The Suffolk panel will investigate how long workers suspected illegal bitcoin mining

A Suffolk County legislative committee investigating the 2022 ransomware attack will also examine county employees’ knowledge of illegal bitcoin mining in a county data center in the years before it was reported to the Suffolk district attorney in 2021, the committee chairman said.

Newsday on Sunday reported that several county employees who worked for the Department of Information Technology suspected or knew about the illegal crypto-mining of Suffolk Clerk’s Assistant IT Director, Christopher Naples, from six months to four years before an employee alerted the District Attorney’s office. An employee said in a sworn statement that the county’s top cybersecurity coordinator told him that bitcoin mining in Naples had been operating since 2017.

“I’m disappointed that no county staff came forward if they knew about this,” Committee Chair Legis said. Anthony Piccirillo (R-Holtsville). “I can understand their trepidation and why they would be afraid” given what he said was a legacy in county government of retaliation and intimidation.

Piccirillo said the committee “will definitely question that.”

Meanwhile, Naples moves on to new pursuits.

On March 21, Napoli was elected executive vice president of the Riverhead County Center unit of the Association of Municipal Employees, according to a flyer posted in the clerk’s office.

Daniel Levler, AME president, did not return a call for comment. Neither did Pauline Jenkins, who was elected president of the Riverhead County Center unit.

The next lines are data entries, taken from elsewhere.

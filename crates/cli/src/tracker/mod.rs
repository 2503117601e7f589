// SPDX-License-Identifier: MIT
// Copyright (c) 2026 Alfred Jean LLC

//! Speed tracking over a test runner's lifecycle events.
//!
//! A host adapter calls the [`TestListener`] hooks as suites and tests start
//! and finish. [`SpeedTracker`] keeps every test that finished at or below its
//! effective threshold, and prints a ranked report when the outermost suite
//! ends.
//!
//! One tracker observes one top-level run. The collection is never cleared,
//! so a tracker reused for a second top-level run reports the first run's
//! tests again alongside the new ones.

mod test_case;

use std::collections::HashMap;

use termcolor::{StandardStream, WriteColor};

use crate::color;
use crate::config::TrackerConfig;
use crate::duration::secs_to_millis;
use crate::overrides::{AnnotationOverrides, ThresholdOverrides};
use crate::report::{FastReport, TextFormatter};

pub use test_case::{Annotations, SCOPE_SEPARATOR, TestCase, TestEntity};

/// Lifecycle hooks a host test runner drives.
///
/// Every hook defaults to a no-op so listeners implement only what they need.
/// Hosts call them synchronously, in order, from a single thread.
pub trait TestListener {
    /// A suite (possibly nested) started.
    fn suite_started(&mut self, _suite: &str) {}

    /// A suite ended.
    fn suite_ended(&mut self, _suite: &str) {}

    /// A test started.
    fn test_started(&mut self, _test: &TestEntity) {}

    /// A test finished after `elapsed_secs` fractional seconds.
    fn test_ended(&mut self, _test: &TestEntity, _elapsed_secs: f64) {}

    /// A test errored.
    fn add_error(&mut self, _test: &TestEntity, _message: &str, _elapsed_secs: f64) {}

    /// A test failed an assertion.
    fn add_failure(&mut self, _test: &TestEntity, _message: &str, _elapsed_secs: f64) {}

    /// A test was marked incomplete.
    fn add_incomplete(&mut self, _test: &TestEntity, _message: &str, _elapsed_secs: f64) {}

    /// A test was flagged as risky.
    fn add_risky(&mut self, _test: &TestEntity, _message: &str, _elapsed_secs: f64) {}

    /// A test was skipped.
    fn add_skipped(&mut self, _test: &TestEntity, _message: &str, _elapsed_secs: f64) {}
}

/// Whether `millis` is fast under `threshold` (inclusive).
pub fn is_fast(millis: u64, threshold: u64) -> bool {
    millis <= threshold
}

/// Collects fast tests and reports the slowest of them at the end of a run.
pub struct SpeedTracker<O = AnnotationOverrides, W = StandardStream> {
    config: TrackerConfig,
    overrides: O,
    fast: HashMap<String, u64>,
    depth: i64,
    out: W,
}

impl SpeedTracker {
    /// Tracker reading per-test `fastThreshold` annotations, printing to stdout.
    pub fn new(config: TrackerConfig) -> Self {
        Self::with_parts(
            config,
            AnnotationOverrides,
            StandardStream::stdout(color::resolve_color()),
        )
    }
}

impl<O, W> SpeedTracker<O, W>
where
    O: ThresholdOverrides,
    W: WriteColor,
{
    /// Tracker with an explicit override source and output sink.
    pub fn with_parts(config: TrackerConfig, overrides: O, out: W) -> Self {
        Self {
            config,
            overrides,
            fast: HashMap::new(),
            depth: 0,
            out,
        }
    }

    pub fn config(&self) -> &TrackerConfig {
        &self.config
    }

    /// Current suite nesting depth. Negative only for malformed event streams.
    pub fn depth(&self) -> i64 {
        self.depth
    }

    /// Collected fast tests (label -> milliseconds).
    pub fn fast_tests(&self) -> &HashMap<String, u64> {
        &self.fast
    }

    pub fn writer(&self) -> &W {
        &self.out
    }

    pub fn into_writer(self) -> W {
        self.out
    }

    /// Threshold that applies to `test`: its declared override, else the global one.
    pub fn effective_threshold(&self, test: &TestCase) -> u64 {
        self.overrides
            .fast_threshold(test)
            .unwrap_or(self.config.fast_threshold)
    }

    /// Rank what has been collected so far.
    pub fn report(&self) -> Option<FastReport> {
        FastReport::rank(&self.fast, &self.config)
    }

    fn record(&mut self, test: &TestCase, millis: u64) {
        let label = test.label();
        tracing::debug!("fast test {} ({}ms)", label, millis);
        self.fast.insert(label, millis);
    }

    fn emit_report(&mut self) {
        let Some(report) = self.report() else {
            tracing::debug!("run finished with no fast tests");
            return;
        };
        tracing::debug!(
            "reporting {} of {} fast tests",
            report.shown_count(),
            report.total()
        );
        if let Err(e) = TextFormatter::new(&mut self.out).write_report(&report) {
            tracing::warn!("failed to write fast test report: {}", e);
        }
    }
}

impl<O, W> TestListener for SpeedTracker<O, W>
where
    O: ThresholdOverrides,
    W: WriteColor,
{
    fn suite_started(&mut self, suite: &str) {
        self.depth += 1;
        tracing::trace!("suite {} started (depth {})", suite, self.depth);
    }

    fn suite_ended(&mut self, suite: &str) {
        self.depth -= 1;
        tracing::trace!("suite {} ended (depth {})", suite, self.depth);

        if self.depth < 0 {
            tracing::warn!(
                "suite {} ended more times than suites started (depth {})",
                suite,
                self.depth
            );
            return;
        }
        if self.depth == 0 {
            self.emit_report();
        }
    }

    fn test_ended(&mut self, test: &TestEntity, elapsed_secs: f64) {
        let Some(case) = test.as_case() else {
            return;
        };
        let Some(millis) = secs_to_millis(elapsed_secs) else {
            tracing::debug!(
                "unreadable time for {} ({}), not fast",
                case.label(),
                elapsed_secs
            );
            return;
        };

        let threshold = self.effective_threshold(case);
        if is_fast(millis, threshold) {
            self.record(case, millis);
        } else {
            tracing::trace!("{} took {}ms (> {}ms)", case.label(), millis, threshold);
        }
    }
}

#[cfg(test)]
#[path = "mod_tests.rs"]
mod tests;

Authorities charged Napoli with third-degree grand larceny, public corruption and computer breach. His case is pending in Southampton Town Justice Court, where his attorney, William Keahon, said earlier this month that he expected the case to be resolved soon. Naples has another court date in May.

Napoli was suspended with pay following his arrest on September 8, 2021 in connection with the bitcoin mining operation. He earned $149,721 last year, according to payroll records.

Exactly how much Napoli earned in bitcoin has not been disclosed. Business records show that a company he runs, IT Fusion, reported $835,000 in sales last year.

Bitcoin is a form of cryptocurrency. It is based on what is known as the blockchain, which is a series of data points linked together. Adding a block to the chain requires someone to ensure that the encryption was done correctly. It’s called “proof of work”, which is the same as bitcoin mining. It is done through a complex mathematical process. When someone completes a proof of work, the reward is a bitcoin.

Earlier this year, Piccirillo told Newsday that the committee would also investigate why a dozen IT employees and county officials had signed unprecedented nondisclosure agreements in the wake of the ransomware attack.

Newsday has since obtained copies of those non-disclosure agreements in response to a Freedom of Information request, and among those who signed them were IT Commissioner Scott Mastellon and Deputy Commissioner Ari McKenzie, who is also Chief Technology Officer. The NDAs indicate that the 12 people who signed them gained access to the county’s “sensitive cloud and on-premises applications,” including “information or data about county employees and personnel.”

Suffolk Comptroller John Kennedy confirmed in a Newsday story last month information from a county source that IT staff had signed NDAs to review private county employee emails from last fall. The source also met with an investigator from Suffolk District Attorney Ray Tierney’s office about the nondisclosure agreement. Some county employees are seeking whistleblower status to talk to the committee and the DA, said a source seeking that status.

Tierney at the time declined to comment on whether his office was investigating, but Piccirillo said, “I look forward to investigating the legality of these nondisclosure agreements.”

Suffolk County explained the use of NDAs this way: “Because of the county’s decentralized [information technology] infrastructure and because the county’s IT follows a least-privilege policy to minimize access, the county needed all hands on deck to help restore county services, therefore the Incident Response Team needed improved access to information they previously did not have access to.”

Piccirillo said his committee, and committee counsel Richard Donaghue, continue to press the Bellone administration for information about the county’s response to and preparedness for the attack. He said the committee recently received copies of a 40-page report on the incident from a division of Palo Alto Networks, the company that provided the firewall and other cybersecurity systems ahead of the attack. Piccirillo and others have raised questions about the appropriateness of Palo Alto’s Unit 42 department conducting the probe, given the company’s role as a provider of cybersecurity products.

Piccirillo also said the committee is reviewing a batch of emails provided by the Bellone administration after a request for about 8,000 emails dating back to June. He said depending on the completeness of the material, the committee would decide whether or not it was necessary to subpoena the administration for more information.

The committee will meet later this month to decide when to hold public meetings and who the first witnesses will be.